Hard disks include one or more aluminum, glass or ceramic platters made of substratematerial with a thin magnetic surface, or media layer, to store data. Platters store and organize data in specific structures -- tracks, sectors and clusters -- on this media layer, which is only a few millionths of an inch thick. A superthin protective and lubricating protective layer above the magnetic media guards against accidental damage and contamination by foreign material, like dust.The spindle rotates the platters as needed and holds them in position. The rpm of the spindle determine how fast data is written and read. For multiple-platter HDDs, the spindle maintains the platters at a fixed, separated distance to give the read/write arms room to operate.
The read/write arm positions the read/write head over the correct places on the disk platter to access or write data. It is the read/write heads that read and write data to and from the platters by transforming their magnetic surface with electric currents. Typically, there is a read/write head floating 3 to 20 millionths of an inch above the top and bottom half of the surface of every platter side. All the read/write arms of a hard disk are fused together in the actuator motor.
The actuator motor receives instructions from the HDD circuit board and controls the movement of the read/write arm. It oversees platter data transfers and ensures read/write heads are always in the right place.
An intelligent circuit, or logic board, tells the actuator motor what to do. It is located at the bottom base of the unit, called the casing, and a flexible ribbon cable connects the circuit board to the actuator motor that controls the read/write arms.
Form factor
The entire disk must be mounted in an enclosure to protect the internal environment of the hard disk from outside contaminants and air. The drive's internals, also known as the head assembly, are mounted securely to the casing and then usually covered with aluminum. The form factor of an HDD is the size and shape of this enclosure.
The HDD form factor governs its compatibility with the drive bays of desktop and portable computers, servers, storage enclosures, storage arrays or any consumer product that uses a hard disk, such as a digital video recorder (DVR). Industry standards dictate the geometry of HDD form factors, which includes the length, width and height of the HDD, in addition to the orientation and position of the host interface connector.
Common enterprise-class HDD form factors are small form factor (2.5-inch) and large form factor (3.5-inch), with the measurements representing approximate diameters of the platter(s) inside the drive enclosures. While enterprise-class HDD enclosures typically have standard lengths and widths, height can vary -- up to 15 mm and 26.1 mm for small and large form factor enclosures, respectively.
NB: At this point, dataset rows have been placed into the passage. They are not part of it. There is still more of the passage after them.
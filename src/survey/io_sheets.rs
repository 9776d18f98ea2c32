// Appending the submissions to an online spreadsheet.

use chrono::{DateTime, Duration, Utc};
use jsonwebtoken::{encode, Algorithm, EncodingKey, Header};

use crate::survey::*;

const SHEET_SINK: &str = "Google Sheets";

/// The three operations the spreadsheet sink needs from a sheet.
pub trait SheetClient {
    /// The first row of the sheet. Empty for a new sheet.
    fn read_header(&mut self) -> Result<Vec<String>, SinkError>;

    fn write_header(&mut self, header: &[String]) -> Result<(), SinkError>;

    fn append_row(&mut self, row: &[String]) -> Result<(), SinkError>;
}

const SHEETS_SCOPE: &str = "https://www.googleapis.com/auth/spreadsheets";
const DEFAULT_TOKEN_URI: &str = "https://oauth2.googleapis.com/token";
const JWT_BEARER_GRANT: &str = "urn:ietf:params:oauth:grant-type:jwt-bearer";
const ASSERTION_LIFETIME_SECS: i64 = 3600;
// Tokens are renewed this long before their announced expiry.
const TOKEN_MARGIN_SECS: i64 = 60;

/// The credentials file: either a service account key, as downloaded from the
/// cloud console, or a JSON object with a ready-made `access_token`.
#[derive(Debug, Clone, Default, Deserialize)]
struct CredentialsFile {
    #[serde(rename = "type")]
    kind: Option<String>,
    client_email: Option<String>,
    private_key: Option<String>,
    private_key_id: Option<String>,
    token_uri: Option<String>,
    access_token: Option<String>,
    endpoint: Option<String>,
}

#[derive(Debug, Clone, PartialEq, Eq)]
struct ServiceAccountKey {
    client_email: String,
    private_key: String,
    private_key_id: Option<String>,
    token_uri: String,
}

#[derive(Debug, Clone, PartialEq, Eq)]
enum Credentials {
    ServiceAccount(ServiceAccountKey),
    Token(String),
}

impl CredentialsFile {
    fn into_credentials(self) -> Option<Credentials> {
        match (self.client_email, self.private_key, self.access_token) {
            (Some(client_email), Some(private_key), _) => {
                Some(Credentials::ServiceAccount(ServiceAccountKey {
                    client_email,
                    private_key,
                    private_key_id: self.private_key_id,
                    token_uri: self
                        .token_uri
                        .unwrap_or_else(|| DEFAULT_TOKEN_URI.to_string()),
                }))
            }
            (_, _, Some(token)) => Some(Credentials::Token(token)),
            _ => None,
        }
    }
}

#[derive(Debug, Clone, PartialEq, Eq, Serialize, Deserialize)]
struct AssertionClaims {
    iss: String,
    scope: String,
    aud: String,
    iat: i64,
    exp: i64,
}

#[derive(Debug, Clone, Deserialize)]
struct TokenResponse {
    access_token: String,
    expires_in: Option<i64>,
}

#[derive(Debug, Clone, PartialEq, Eq)]
struct AccessToken {
    token: String,
    /// `None` for a token given in the credentials file.
    expires_at: Option<DateTime<Utc>>,
}

impl AccessToken {
    fn is_fresh(&self, now: DateTime<Utc>) -> bool {
        self.expires_at.map(|t| now < t).unwrap_or(true)
    }
}

/// The signed JWT a service account trades for an access token.
fn signed_assertion(key: &ServiceAccountKey, now: DateTime<Utc>) -> Result<String, SinkError> {
    let claims = AssertionClaims {
        iss: key.client_email.clone(),
        scope: SHEETS_SCOPE.to_string(),
        aud: key.token_uri.clone(),
        iat: now.timestamp(),
        exp: now.timestamp() + ASSERTION_LIFETIME_SECS,
    };
    let mut header = Header::new(Algorithm::RS256);
    header.kid = key.private_key_id.clone();
    let encoding_key = EncodingKey::from_rsa_pem(key.private_key.as_bytes())
        .map_err(|e| SinkError::new(SHEET_SINK, format!("invalid private_key: {}", e)))?;
    encode(&header, &claims, &encoding_key)
        .map_err(|e| SinkError::new(SHEET_SINK, format!("signing the assertion failed: {}", e)))
}

fn request_token(key: &ServiceAccountKey, now: DateTime<Utc>) -> Result<AccessToken, SinkError> {
    let assertion = signed_assertion(key, now)?;
    let body = format!(
        "grant_type={}&assertion={}",
        urlencoded(JWT_BEARER_GRANT),
        urlencoded(&assertion)
    );
    let agent = ureq::Agent::new_with_defaults();
    let response = agent
        .post(&key.token_uri)
        .header("Content-Type", "application/x-www-form-urlencoded")
        .send(body.as_str())
        .map_err(|e| http_error("the token exchange", e))?;
    let tr: TokenResponse = response
        .into_body()
        .read_json()
        .map_err(|e| http_error("the token exchange", e))?;
    let lifetime = tr.expires_in.unwrap_or(ASSERTION_LIFETIME_SECS) - TOKEN_MARGIN_SECS;
    info!(
        "HttpSheetClient: access token for {} valid for {}s",
        key.client_email, lifetime
    );
    Ok(AccessToken {
        token: tr.access_token,
        expires_at: Some(now + Duration::seconds(lifetime.max(0))),
    })
}

#[derive(Debug, Clone, Default, Serialize, Deserialize)]
struct ValueRange {
    #[serde(default)]
    values: Vec<Vec<JSValue>>,
}

fn cell_text(v: &JSValue) -> String {
    match v {
        JSValue::String(s) => s.clone(),
        JSValue::Null => "".to_string(),
        x => x.to_string(),
    }
}

/// Percent-encodes a path segment or a query value.
fn urlencoded(s: &str) -> String {
    let mut out = String::with_capacity(s.len());
    for ch in s.chars() {
        match ch {
            'A'..='Z' | 'a'..='z' | '0'..='9' | '-' | '_' | '.' | '~' => out.push(ch),
            _ => {
                let mut buf = [0u8; 4];
                for byte in ch.encode_utf8(&mut buf).as_bytes() {
                    out.push_str(&format!("%{:02X}", byte));
                }
            }
        }
    }
    out
}

/// A1 notation, with the sheet name quoted.
fn sheet_range(sheet_name: &str, cells: &str) -> String {
    format!("'{}'!{}", sheet_name.replace('\'', "''"), cells)
}

/// The Sheets values API over HTTP.
///
/// The credentials file is read on first use, so that a missing file only
/// fails the spreadsheet sink. With a service account key, the access token is
/// requested from the key's `token_uri` and reused until it expires.
pub struct HttpSheetClient {
    settings: SheetSettings,
    credentials: Option<Credentials>,
    file_endpoint: Option<String>,
    token: Option<AccessToken>,
}

impl HttpSheetClient {
    pub fn new(settings: &SheetSettings) -> HttpSheetClient {
        HttpSheetClient {
            settings: settings.clone(),
            credentials: None,
            file_endpoint: None,
            token: None,
        }
    }

    fn credentials(&mut self) -> Result<Credentials, SinkError> {
        if let Some(c) = &self.credentials {
            return Ok(c.clone());
        }
        let path = &self.settings.credentials_path;
        let contents = fs::read_to_string(path)
            .map_err(|e| SinkError::new(SHEET_SINK, format!("{}: {}", path.display(), e)))?;
        let file: CredentialsFile = serde_json::from_str(&contents)
            .map_err(|e| SinkError::new(SHEET_SINK, format!("{}: {}", path.display(), e)))?;
        debug!(
            "HttpSheetClient: credentials of type {:?} read from {:?}",
            file.kind, path
        );
        self.file_endpoint = file.endpoint.clone();
        let c = file.into_credentials().ok_or_else(|| {
            SinkError::new(
                SHEET_SINK,
                format!(
                    "{}: expected a service account key (client_email, private_key) or an access_token",
                    path.display()
                ),
            )
        })?;
        self.credentials = Some(c.clone());
        Ok(c)
    }

    fn access_token(&mut self) -> Result<String, SinkError> {
        let now = Utc::now();
        if let Some(t) = &self.token {
            if t.is_fresh(now) {
                return Ok(t.token.clone());
            }
            debug!("HttpSheetClient: access token expired, requesting a new one");
        }
        let token = match self.credentials()? {
            Credentials::Token(token) => AccessToken {
                token,
                expires_at: None,
            },
            Credentials::ServiceAccount(key) => request_token(&key, now)?,
        };
        self.token = Some(token.clone());
        Ok(token.token)
    }

    fn values_url(&mut self, cells: &str, suffix: &str) -> Result<(String, String), SinkError> {
        let token = self.access_token()?;
        let endpoint = self
            .settings
            .endpoint
            .clone()
            .or_else(|| self.file_endpoint.clone())
            .unwrap_or_else(|| DEFAULT_SHEETS_ENDPOINT.to_string());
        let url = format!(
            "{}/v4/spreadsheets/{}/values/{}{}",
            endpoint.trim_end_matches('/'),
            urlencoded(&self.settings.spreadsheet_id),
            urlencoded(&sheet_range(&self.settings.sheet_name, cells)),
            suffix
        );
        Ok((url, format!("Bearer {}", token)))
    }
}

fn http_error(operation: &str, e: ureq::Error) -> SinkError {
    SinkError::new(SHEET_SINK, format!("{} failed: {}", operation, e))
}

impl SheetClient for HttpSheetClient {
    fn read_header(&mut self) -> Result<Vec<String>, SinkError> {
        let (url, auth) = self.values_url("A1:1", "")?;
        let agent = ureq::Agent::new_with_defaults();
        let response = agent
            .get(&url)
            .header("Authorization", auth)
            .call()
            .map_err(|e| http_error("reading the header", e))?;
        let vr: ValueRange = response
            .into_body()
            .read_json()
            .map_err(|e| http_error("reading the header", e))?;
        Ok(vr
            .values
            .first()
            .map(|row| row.iter().map(cell_text).collect())
            .unwrap_or_default())
    }

    fn write_header(&mut self, header: &[String]) -> Result<(), SinkError> {
        let (url, auth) = self.values_url("A1", "?valueInputOption=RAW")?;
        let body = serde_json::json!({ "values": [header] });
        let agent = ureq::Agent::new_with_defaults();
        agent
            .put(&url)
            .header("Authorization", auth)
            .send_json(&body)
            .map_err(|e| http_error("writing the header", e))?;
        Ok(())
    }

    fn append_row(&mut self, row: &[String]) -> Result<(), SinkError> {
        let (url, auth) = self.values_url(
            "A1",
            ":append?valueInputOption=RAW&insertDataOption=INSERT_ROWS",
        )?;
        let body = serde_json::json!({ "values": [row] });
        let agent = ureq::Agent::new_with_defaults();
        agent
            .post(&url)
            .header("Authorization", auth)
            .send_json(&body)
            .map_err(|e| http_error("appending the row", e))?;
        Ok(())
    }
}

/// Appends each record as one row of a sheet.
///
/// The sheet gets the record keys as header when it is empty. Otherwise the
/// row follows the existing header, with unknown keys at the end.
pub struct SpreadsheetSink<C: SheetClient> {
    client: C,
}

impl<C: SheetClient> SpreadsheetSink<C> {
    pub fn new(client: C) -> SpreadsheetSink<C> {
        SpreadsheetSink { client }
    }
}

impl<C: SheetClient> RecordSink for SpreadsheetSink<C> {
    fn name(&self) -> &str {
        SHEET_SINK
    }

    fn kind(&self) -> SinkKind {
        SinkKind::Remote
    }

    fn write(&mut self, record: &SubmissionRecord) -> Result<Vec<String>, SinkError> {
        let mut notices: Vec<String> = Vec::new();
        let mut header = self.client.read_header()?;
        while header.last().map(|h| h.is_empty()) == Some(true) {
            header.pop();
        }
        let row = if header.is_empty() {
            let keys: Vec<String> = record.keys().iter().map(|k| k.to_string()).collect();
            self.client.write_header(&keys)?;
            info!("SpreadsheetSink: header written ({} columns)", keys.len());
            record.values().iter().map(|v| v.to_string()).collect()
        } else {
            let (row, extra) = sinks::row_for_header(record, &header);
            notices.extend(sinks::drift_notice(record, &header, &extra, "the sheet"));
            row
        };
        self.client.append_row(&row)?;
        Ok(notices)
    }
}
The 3.5-inch desktop form factor height ranges from 19.9 mm to 26.1 mm, while the mobile 2.5-inch hard disk's height ranges from 5 mm to 15 mm.
Hard disk destruction services
Just because data is deleted and is no longer accessible to the application or operating system (OS) that created it, that doesn't mean the information isn't available on a hard disk. Formatting a drive doesn't always destroy data bits, neither does overwriting data repeatedly with other data.
Specialized programs called hard drive shredders overwrite data and are intended to make that data irretrievable. There are experts who say original data may still be recoverable after using a hard drive shredder, even if the overwriting process used by these programs occurs hundreds of times over. Drilling holes through the hard disk won't necessarily do the trick either, as some tracks will remain unaffected.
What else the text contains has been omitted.